Baltazar Enrique Porras Cardozo was born on 10 October 1944 in Caracas. He attended Colegio Fray Luis de León and St. Teresa parish school. He studied philosophy at the Saint Rose of Lima Interdiocesan Seminary in Caracas. He earned a licentiate in theology and a doctorate in pastoral theology at the Pontifical University of Salamanca in Spain.

He was ordained to the priesthood on 30 July 1967 by Miguel Antonio Salas Salas. He was appointed Auxiliary Bishop of Mérida on 23 July 1983 and received his episcopal consecration on 17 September 1983 from Cardinal José Lebrún Moratinos. He was appointed Metropolitan Archbishop of Mérida on 31 October 1991 and was installed there on 5 December.

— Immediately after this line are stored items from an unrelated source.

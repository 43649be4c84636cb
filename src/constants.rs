//! Modbus/TCP wire constants and engine defaults
//!
//! Frame sizes and function codes follow Modbus Application Protocol
//! v1.1b3. The probe frame bytes are the fixed liveness probe used by
//! unit reconnaissance and are not a standard request.

use std::time::Duration;

// ============================================================================
// Frame Size Constants
// ============================================================================

/// MBAP prefix length: Transaction ID(2) + Protocol ID(2) + Length(2)
///
/// The unit id byte that completes the 7-byte MBAP header is counted by the
/// length field, so it is not part of this prefix.
pub const MBAP_HEADER_LEN: usize = 6;

/// Maximum PDU (function code + data) size
pub const MAX_PDU_SIZE: usize = 253;

/// Maximum MBAP length field value (Unit ID + PDU)
pub const MAX_MBAP_LENGTH: usize = 1 + MAX_PDU_SIZE;

/// Modbus protocol identifier carried in every MBAP header
pub const MODBUS_PROTOCOL_ID: u16 = 0x0000;

/// Highest addressable coil/register
pub const MAX_ADDRESS: u16 = u16::MAX;

/// Number of distinct register addresses (0..=65535)
pub const ADDRESS_SPACE_SIZE: u32 = MAX_ADDRESS as u32 + 1;

// ============================================================================
// Modbus Function Codes
// ============================================================================

/// Read Coils (FC01)
pub const FC_READ_COILS: u8 = 0x01;

/// Read Discrete Inputs (FC02)
pub const FC_READ_DISCRETE_INPUTS: u8 = 0x02;

/// Read Holding Registers (FC03)
pub const FC_READ_HOLDING_REGISTERS: u8 = 0x03;

/// Read Input Registers (FC04)
pub const FC_READ_INPUT_REGISTERS: u8 = 0x04;

/// Write Single Coil (FC05)
pub const FC_WRITE_SINGLE_COIL: u8 = 0x05;

/// Write Single Register (FC06)
pub const FC_WRITE_SINGLE_REGISTER: u8 = 0x06;

/// Write Multiple Coils (FC15)
pub const FC_WRITE_MULTIPLE_COILS: u8 = 0x0F;

/// Write Multiple Registers (FC16)
pub const FC_WRITE_MULTIPLE_REGISTERS: u8 = 0x10;

/// Bit set on the function code of an exception response
pub const EXCEPTION_FLAG: u8 = 0x80;

/// FC05 payload for ON
pub const COIL_ON: u16 = 0xFF00;

/// FC05 payload for OFF
pub const COIL_OFF: u16 = 0x0000;

// ============================================================================
// Modbus Exception Codes
// ============================================================================

/// Illegal Function
pub const EXCEPTION_ILLEGAL_FUNCTION: u8 = 0x01;

/// Illegal Data Address
pub const EXCEPTION_ILLEGAL_DATA_ADDRESS: u8 = 0x02;

/// Illegal Data Value
pub const EXCEPTION_ILLEGAL_DATA_VALUE: u8 = 0x03;

/// Server Device Failure
pub const EXCEPTION_SERVER_DEVICE_FAILURE: u8 = 0x04;

/// Acknowledge
pub const EXCEPTION_ACKNOWLEDGE: u8 = 0x05;

/// Server Device Busy
pub const EXCEPTION_SERVER_DEVICE_BUSY: u8 = 0x06;

/// Memory Parity Error
pub const EXCEPTION_MEMORY_PARITY_ERROR: u8 = 0x08;

/// Gateway Path Unavailable
pub const EXCEPTION_GATEWAY_PATH_UNAVAILABLE: u8 = 0x0A;

/// Gateway Target Device Failed to Respond
pub const EXCEPTION_GATEWAY_TARGET_FAILED: u8 = 0x0B;

// ============================================================================
// Unit Identifiers
// ============================================================================

/// Lowest unit id the engine will address
pub const MIN_UNIT_ID: u8 = 1;

/// Highest unit id the engine will address
pub const MAX_UNIT_ID: u8 = 254;

/// Unit id a fresh session starts on
pub const DEFAULT_UNIT_ID: u8 = 1;

// ============================================================================
// Reconnaissance Probe Frame
// ============================================================================

/// Fixed prefix of the probe frame (transaction id, protocol id, length)
pub const PROBE_PREFIX: [u8; 6] = [0x21, 0x00, 0x00, 0x00, 0x00, 0x06];

/// Fixed trailing bytes after the unit id
pub const PROBE_TRAILER: [u8; 5] = [0x04, 0x00, 0x01, 0x00, 0x00];

/// Total probe frame length
pub const PROBE_FRAME_LEN: usize = PROBE_PREFIX.len() + 1 + PROBE_TRAILER.len();

/// Bytes read back for a probe
pub const PROBE_REPLY_LEN: usize = 12;

/// Reply prefix that marks a unit as active
pub const PROBE_ACTIVE_PREFIX: [u8; 4] = [0x21, 0x00, 0x00, 0x00];

// ============================================================================
// Engine Defaults
// ============================================================================

/// Default Modbus/TCP port
pub const DEFAULT_TCP_PORT: u16 = 502;

/// Default request timeout
pub const DEFAULT_TIMEOUT: Duration = Duration::from_secs(5);

/// Total attempts for a read before it degrades to unknown values
pub const DEFAULT_READ_ATTEMPTS: u32 = 2;

/// Pause between read attempts
pub const DEFAULT_RETRY_PAUSE: Duration = Duration::from_millis(100);

/// Concurrent probes / enumeration workers
pub const DEFAULT_WORKERS: usize = 20;

/// Per-probe connect/send/receive bound
pub const DEFAULT_PROBE_TIMEOUT: Duration = Duration::from_secs(2);

/// Points read per data space in a banner
pub const DEFAULT_BANNER_COUNT: u16 = 10;

/// Holding registers decoded as banner text
pub const DEFAULT_TEXT_REGISTERS: u16 = 10;

/// Points read when dumping a whole data space
pub const DUMP_COUNT: u16 = 100;

/// Coils toggled by chaos mode
pub const CHAOS_COIL_COUNT: u16 = 100;

/// Pacing between stress writes
pub const DEFAULT_WRITE_DELAY: Duration = Duration::from_millis(100);

/// Pacing between crash-system writes
pub const DEFAULT_CRASH_DELAY: Duration = Duration::from_millis(10);
//! Banner capture and per-unit enumeration
//!
//! A banner is one unit's first few points in every data space plus the
//! first holding registers decoded as text, read in the fixed order coils,
//! discrete inputs, holding registers, input registers, text.
//!
//! [`enumerate_units`] fans the capture out over a bounded pool. The session
//! lock is held from the unit switch until the last read of that unit, so a
//! snapshot is always read under the unit id it is tagged with.

use std::collections::BTreeSet;
use std::sync::Arc;

use chrono::{DateTime, Utc};
use serde::Serialize;
use tokio::sync::Semaphore;
use tokio::task::JoinSet;
use tracing::{debug, info, warn};
use unicode_general_category::{get_general_category, GeneralCategory};

use crate::access::{ReadResult, Reading};
use crate::config::{BannerConfig, ReconConfig};
use crate::error::{ModbusError, ModbusResult};
use crate::protocol::{AddressRange, UnitId};
use crate::recon::{active_units, ProbeResult};
use crate::session::{Session, SharedSession};
use crate::transport::ModbusTransport;

/// Everything one unit showed at one point in time
#[derive(Debug, Clone, PartialEq, Eq, Serialize)]
pub struct BannerSnapshot {
    pub unit_id: UnitId,
    pub captured_at: DateTime<Utc>,
    pub coils: ReadResult<bool>,
    pub discrete_inputs: ReadResult<bool>,
    pub holding_registers: ReadResult<u16>,
    pub input_registers: ReadResult<u16>,
    /// Holding registers from address 0 as characters, `?` where unprintable or unknown
    pub text: String,
}

impl BannerSnapshot {
    /// True when no data space answered
    pub fn is_silent(&self) -> bool {
        !self.coils.is_supported()
            && !self.discrete_inputs.is_supported()
            && !self.holding_registers.is_supported()
            && !self.input_registers.is_supported()
    }
}

/// One register per character
pub fn decode_text(registers: &ReadResult<u16>) -> String {
    registers
        .iter()
        .map(|reading| match reading {
            Reading::Value(code) => char::from_u32(u32::from(code))
                .filter(|c| is_printable(*c))
                .unwrap_or('?'),
            Reading::Unknown => '?',
        })
        .collect()
}

/// The ASCII space is the only printable separator; control, format,
/// surrogate, private-use and unassigned code points are not printable.
fn is_printable(c: char) -> bool {
    use GeneralCategory::*;
    c == ' '
        || !matches!(
            get_general_category(c),
            Control
                | Format
                | Surrogate
                | PrivateUse
                | Unassigned
                | SpaceSeparator
                | LineSeparator
                | ParagraphSeparator
        )
}

impl<T: ModbusTransport> Session<T> {
    /// Capture the current unit's banner
    pub async fn grab_banner(&mut self, config: &BannerConfig) -> ModbusResult<BannerSnapshot> {
        let range = AddressRange::new(config.start, config.count)?;
        let unit_id = self.unit_id();
        let captured_at = Utc::now();

        let coils = self.read_coils(range).await;
        let discrete_inputs = self.read_discrete_inputs(range).await;
        let holding_registers = self.read_holding_registers(range).await;
        let input_registers = self.read_input_registers(range).await;
        let text = if config.text_registers == 0 {
            String::new()
        } else {
            let text_range = AddressRange::new(0, config.text_registers)?;
            decode_text(&self.read_holding_registers(text_range).await)
        };

        debug!("banner for unit {} captured", unit_id);
        Ok(BannerSnapshot {
            unit_id,
            captured_at,
            coils,
            discrete_inputs,
            holding_registers,
            input_registers,
            text,
        })
    }

    /// Banner of every given unit, one after another on this session.
    ///
    /// The current unit id is restored afterwards.
    pub async fn enumerate<I>(
        &mut self,
        units: I,
        config: &BannerConfig,
    ) -> ModbusResult<Vec<BannerSnapshot>>
    where
        I: IntoIterator<Item = UnitId>,
    {
        // Validate once so a bad config fails before any unit is touched
        AddressRange::new(config.start, config.count)?;

        let previous = self.unit_id();
        let mut snapshots = Vec::new();
        for unit in units {
            self.set_unit(unit);
            match self.grab_banner(config).await {
                Ok(s) => snapshots.push(s),
                Err(e) => warn!("banner for unit {} failed: {}", unit, e),
            }
        }
        self.set_unit(previous);
        Ok(snapshots)
    }
}

/// Capture banners for many units through a bounded worker pool sharing one
/// session.
///
/// Snapshots come back sorted by unit id. Each worker restores the session's
/// current unit id before it releases the lock.
pub async fn enumerate_units<T, I>(
    session: &SharedSession<T>,
    units: I,
    recon: ReconConfig,
    banner: BannerConfig,
) -> ModbusResult<Vec<BannerSnapshot>>
where
    T: ModbusTransport + 'static,
    I: IntoIterator<Item = UnitId>,
{
    AddressRange::new(banner.start, banner.count)?;

    let candidates: BTreeSet<UnitId> = units.into_iter().collect();
    let semaphore = Arc::new(Semaphore::new(recon.worker_count()));
    let mut set = JoinSet::new();

    info!(
        "Enumerating {} units with {} workers",
        candidates.len(),
        recon.worker_count()
    );

    for unit in candidates {
        let semaphore = semaphore.clone();
        let session = Arc::clone(session);
        set.spawn(async move {
            let _permit = semaphore.acquire_owned().await.ok();
            let mut guard = session.lock().await;
            let previous = guard.unit_id();
            guard.set_unit(unit);
            let result = guard.grab_banner(&banner).await;
            guard.set_unit(previous);
            drop(guard);
            result.map_err(|e| (unit, e))
        });
    }

    let mut snapshots = Vec::new();
    while let Some(joined) = set.join_next().await {
        match joined {
            Ok(Ok(snapshot)) => snapshots.push(snapshot),
            Ok(Err((unit, e))) => warn!("banner for unit {} failed: {}", unit, e),
            Err(e) => warn!("enumeration task failed: {}", e),
        }
    }

    snapshots.sort_by_key(|s| s.unit_id);
    info!("Enumeration finished: {} snapshots", snapshots.len());
    Ok(snapshots)
}

/// Shorthand for the common "banner of everything that answered a scan"
pub async fn enumerate_active<T>(
    session: &SharedSession<T>,
    probes: &[ProbeResult],
    recon: ReconConfig,
    banner: BannerConfig,
) -> ModbusResult<Vec<BannerSnapshot>>
where
    T: ModbusTransport + 'static,
{
    let active = active_units(probes);
    if active.is_empty() {
        return Err(ModbusError::validation("no active units to enumerate"));
    }
    enumerate_units(session, active, recon, banner).await
}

He served as apostolic administrator of the Diocese of San Cristóbal from 2 March 1998 to 8 June 1999.

He was president of the Venezuelan Episcopal Conference from 1999 to 2006. Within the Episcopal Conference of Latin America (CELAM), he was president of the Department of the Laity from 1995 to 1999 and of the Department of Communication from 2003 to 2007. He served as the organization's first vice president from 2007 to 2011.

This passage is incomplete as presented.